Prompting event for my emotion:

Amy wouldn’t let me feed her pieces of green beans but wouldn’t feed herself either. She just played with them.

Emotion names:

Annoyance.
Frustration.
Anger.
Hurt.

Interpretations (beliefs, assumptions):

I’m not as patient, understanding, respectful, and compassionate as I would like to be and as I would like others to be.

Physical sensations:

A little warm.

Body language:

Frowning.
Abrupt movement.

Urges:

To punish and reject Amy somehow.

Actions:

I ended lunchtime. I took Amy out of the high chair and set her down among her toys. I put myself in the kitchen where I washed dishes, waiting to cool off. I worked through this prompting event sheet in my head.

After effect:

It took a while for the emotion to wear off, but I felt pretty good about how I handled things.

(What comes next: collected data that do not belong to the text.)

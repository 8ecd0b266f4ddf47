use rust_decimal::Decimal;

use crate::domain::goods::GoodsItem;
use crate::domain::line_item::LineItem;

#[derive(Clone, Copy, Debug, Default)]
pub struct GoodsLineBuilder;

impl GoodsLineBuilder {
    /// Prices a goods row, or returns `None` for an incomplete draft row
    /// (blank name, zero quantity, non-positive unit price) or one whose total
    /// overflows.
    pub fn build(&self, item: &GoodsItem) -> Option<LineItem> {
        let name = item.name.trim();
        if name.is_empty() || item.quantity == 0 || item.unit_price <= Decimal::ZERO {
            return None;
        }

        let detail = match &item.reference {
            Some(reference) if !reference.trim().is_empty() => {
                format!("ref {} | {} x {:.2}", reference.trim(), item.quantity, item.unit_price)
            }
            _ => format!("{} x {:.2}", item.quantity, item.unit_price),
        };

        LineItem::goods(
            name,
            detail,
            item.quantity,
            item.unit_price,
            item.reference.clone().filter(|reference| !reference.trim().is_empty()),
        )
    }
}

Challenge to the interpretations:

No, I’m not as respectful, patient, etc as I’d like, but it’s okay to practice, and I did practice.

I knew and reminded myself that Amy was not deliberately rejecting me or scorning my efforts to make her a tasty and healthy lunch, even though her behavior felt like rejection.

I also knew and reminded myself that at this age she is still getting her main nutrition from formula, and solids are about tastes and textures and learning the skills of eating. I knew making this into a battle would be unproductive.

1 Comment »

  1. My husband is much the same, oddly.

    It might also help to tell yourself “Pick my battles” I’ve had to train my brain to ignore the things I cannot effect.